Wednesday, February 17, 2010

The Great House Hunt Part I

It's no secret that I've never loved my house. It has some flow and functionality problems that just cannot be fixed with a remodel. I have thought and rethought and mentally configured and reconfigured my floorplan. I just can't solve my major complaints with it without creating others.


So when the housing market crashed and interest rates dropped, Brent and I started looking. We don't need to move, certainly not now anyway, with only two children. Our current house has all the square footage we would ever need. But I dreamt of a pantry (ooo, a pantry, she said with a sign) and a mudroom (oh, a MUDROOM, she wistfully thought). The call of upstairs laundry (UPSTAIRS LAUNDRY she swooned) was in my heart. We desired a backyard for our children to roam in that was bigger than a handkerchief.

We made a list of what features our dream house would include. You know, like when you were a young teen and your youth leader had you write a letter to yourself to describe your ideal husband. If you write your ideals down they will serve as a guidepost during your search for the perfect companion, and help you weed out anyone unworthy, however alluring.

That list has guided us during our hunt. There have been houses that were so full of charm and coziness that I was ready to sacrifice a lot of function just to call that charm my own. The list and Brent's ever present practicality vetoed that house.

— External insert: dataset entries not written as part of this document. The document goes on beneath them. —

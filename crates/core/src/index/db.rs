//! Database connection and the read side of the index store.

use std::path::Path;
use std::sync::{Mutex, MutexGuard};

use rusqlite::{Connection, OptionalExtension, params};
use serde::de::DeserializeOwned;
use thiserror::Error;

use super::schema::{SchemaError, init_schema};
use super::types::{
    CardTypeSummary, EntryType, GetEntryOptions, IndexedInstance, IndexedInstanceError,
    IndexedSource, InstanceOrError, ModifiedTime, ModifiedTimes, SerializedError,
    SourceOrError,
};
use crate::paths::{file_alias, has_executable_extension, is_css, is_json};

#[derive(Debug, Error)]
pub enum IndexError {
    #[error("Database error: {0}")]
    Database(#[from] rusqlite::Error),

    #[error("Schema error: {0}")]
    Schema(#[from] SchemaError),

    #[error("JSON column error: {0}")]
    Serialization(#[from] serde_json::Error),

    #[error("Invalid data: {0}")]
    InvalidData(String),

    #[error("Invalidation conflict error in realm {realm_url} version {version}{detail}")]
    InvalidationConflict { realm_url: String, version: i64, detail: String },

    #[error("Index connection lock poisoned")]
    Poisoned,
}

impl IndexError {
    /// Conflicts are resolved by retrying with a fresh batch.
    pub fn is_conflict(&self) -> bool {
        matches!(self, Self::InvalidationConflict { .. })
    }
}

/// Columns selected for a full index row, aliased against `i`.
pub(crate) const ENTRY_COLUMNS: &str = "i.url, i.file_alias, i.realm_url, i.realm_version, \
     i.type, i.pristine_doc, i.source, i.search_doc, i.deps, i.types, i.display_names, \
     i.isolated_html, i.atom_html, i.embedded_html, i.fitted_html, i.error_doc, \
     i.last_modified, i.resource_created_at, i.indexed_at, i.is_deleted";

/// Restricts `i` to the newest row per url at or below a bound.
///
/// The bound is spliced in by the caller: a pinned version, the realm's
/// production pointer, or one of the generation bounds below.
pub(crate) fn latest_row_condition(bound: &str) -> String {
    format!(
        "i.realm_version = (SELECT MAX(i2.realm_version) FROM index_entries i2 \
         WHERE i2.url = i.url AND i2.realm_url = i.realm_url {bound})"
    )
}

pub(crate) const PRODUCTION_BOUND: &str = "AND i2.realm_version <= COALESCE(\
     (SELECT r.current_version FROM realm_versions r WHERE r.realm_url = i2.realm_url), 0)";

/// Committed rows plus the newest generation. Generations between the two
/// belong to batches that never finished and stay invisible.
pub(crate) const WORK_IN_PROGRESS_BOUND: &str = "AND (i2.realm_version <= COALESCE(\
     (SELECT r.current_version FROM realm_versions r WHERE r.realm_url = i2.realm_url), 0) \
     OR i2.realm_version = (SELECT MAX(i3.realm_version) FROM index_entries i3 \
     WHERE i3.realm_url = i2.realm_url))";

/// Committed rows plus the generation bound to `version`.
pub(crate) fn generation_bound(version: &str) -> String {
    format!(
        "AND (i2.realm_version <= COALESCE(\
         (SELECT r.current_version FROM realm_versions r WHERE r.realm_url = i2.realm_url), 0) \
         OR i2.realm_version = {version})"
    )
}

pub(crate) const ALIVE: &str = "(i.is_deleted = 0 OR i.is_deleted IS NULL)";

fn bound_for(opts: GetEntryOptions) -> &'static str {
    if opts.use_work_in_progress_index { WORK_IN_PROGRESS_BOUND } else { PRODUCTION_BOUND }
}

/// Raw index row; JSON columns are decoded lazily.
#[derive(Debug, Clone)]
pub(crate) struct IndexRow {
    pub url: String,
    pub file_alias: String,
    pub realm_url: String,
    pub realm_version: i64,
    pub entry_type: String,
    pub pristine_doc: Option<String>,
    pub source: Option<String>,
    pub search_doc: Option<String>,
    pub deps: Option<String>,
    pub types: Option<String>,
    pub display_names: Option<String>,
    pub isolated_html: Option<String>,
    pub atom_html: Option<String>,
    pub embedded_html: Option<String>,
    pub fitted_html: Option<String>,
    pub error_doc: Option<String>,
    pub last_modified: Option<i64>,
    pub resource_created_at: Option<i64>,
    pub indexed_at: Option<i64>,
    pub is_deleted: Option<bool>,
}

impl IndexRow {
    pub(crate) fn from_row(row: &rusqlite::Row) -> Result<Self, rusqlite::Error> {
        Ok(Self {
            url: row.get(0)?,
            file_alias: row.get(1)?,
            realm_url: row.get(2)?,
            realm_version: row.get(3)?,
            entry_type: row.get(4)?,
            pristine_doc: row.get(5)?,
            source: row.get(6)?,
            search_doc: row.get(7)?,
            deps: row.get(8)?,
            types: row.get(9)?,
            display_names: row.get(10)?,
            isolated_html: row.get(11)?,
            atom_html: row.get(12)?,
            embedded_html: row.get(13)?,
            fitted_html: row.get(14)?,
            error_doc: row.get(15)?,
            last_modified: row.get(16)?,
            resource_created_at: row.get(17)?,
            indexed_at: row.get(18)?,
            is_deleted: row.get(19)?,
        })
    }

    pub(crate) fn is_deleted(&self) -> bool {
        self.is_deleted.unwrap_or(false)
    }

    pub(crate) fn entry_type(&self) -> Result<EntryType, IndexError> {
        self.entry_type.parse().map_err(IndexError::InvalidData)
    }

    fn error(&self) -> Result<SerializedError, IndexError> {
        json_column::<SerializedError>(&self.error_doc)?.ok_or_else(|| {
            IndexError::InvalidData(format!(
                "index entry for {} has type error but no error_doc",
                self.url
            ))
        })
    }

    fn into_instance(self) -> Result<InstanceOrError, IndexError> {
        if self.entry_type()? == EntryType::Error {
            return Ok(InstanceOrError::Error(IndexedInstanceError {
                error: self.error()?,
                instance: json_column(&self.pristine_doc)?,
                search_doc: json_column(&self.search_doc)?,
                types: json_column(&self.types)?.unwrap_or_default(),
                deps: json_column(&self.deps)?.unwrap_or_default(),
                canonical_url: self.url,
                realm_url: self.realm_url,
                realm_version: self.realm_version,
                source: self.source,
                last_modified: self.last_modified,
                resource_created_at: self.resource_created_at,
                indexed_at: self.indexed_at,
            }));
        }
        let instance = json_column(&self.pristine_doc)?.ok_or_else(|| {
            IndexError::InvalidData(format!(
                "index entry for {} has neither an error_doc nor a pristine_doc",
                self.url
            ))
        })?;
        Ok(InstanceOrError::Instance(IndexedInstance {
            instance,
            search_doc: json_column(&self.search_doc)?,
            types: json_column(&self.types)?.unwrap_or_default(),
            display_names: json_column(&self.display_names)?.unwrap_or_default(),
            deps: json_column(&self.deps)?.unwrap_or_default(),
            embedded_html: json_column(&self.embedded_html)?,
            fitted_html: json_column(&self.fitted_html)?,
            source: self.source.unwrap_or_default(),
            canonical_url: self.url,
            realm_url: self.realm_url,
            realm_version: self.realm_version,
            isolated_html: self.isolated_html,
            atom_html: self.atom_html,
            last_modified: self.last_modified,
            resource_created_at: self.resource_created_at,
            indexed_at: self.indexed_at,
        }))
    }

    fn into_source(self) -> Result<SourceOrError, IndexError> {
        if self.entry_type()? == EntryType::Error {
            return Ok(SourceOrError::Error { error: self.error()?, canonical_url: self.url });
        }
        let source = self.source.clone().ok_or_else(|| {
            IndexError::InvalidData(format!(
                "index entry for {} has neither an error_doc nor source",
                self.url
            ))
        })?;
        Ok(SourceOrError::Source(IndexedSource {
            deps: json_column(&self.deps)?.unwrap_or_default(),
            canonical_url: self.url,
            realm_version: self.realm_version,
            source,
            last_modified: self.last_modified,
            resource_created_at: self.resource_created_at,
            indexed_at: self.indexed_at,
        }))
    }
}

The list has also included things that I do not want. There have been houses that Brent has liked but that were a little too hoity-toity and vacuous for me. The list of nots and I vetoed.

There have been houses that look great on paper. They have everything we need, nearly everything we want, close to perfection, but lacking that zing, that vibe, that feeling of home. Just like in my single days when I'd date a guy who had it all, but we just didn't click for whatever reason. I held out for the zing in a spouse, and after much patience and many unpleasant blind dates, I got it. I was confident I could find it in a house as well.

I thought that finding the house would be the hard part.

Turns out I was wrong.

1 comment:

Emily said...

isn't it amazing how hard it can be to get someone to take your money?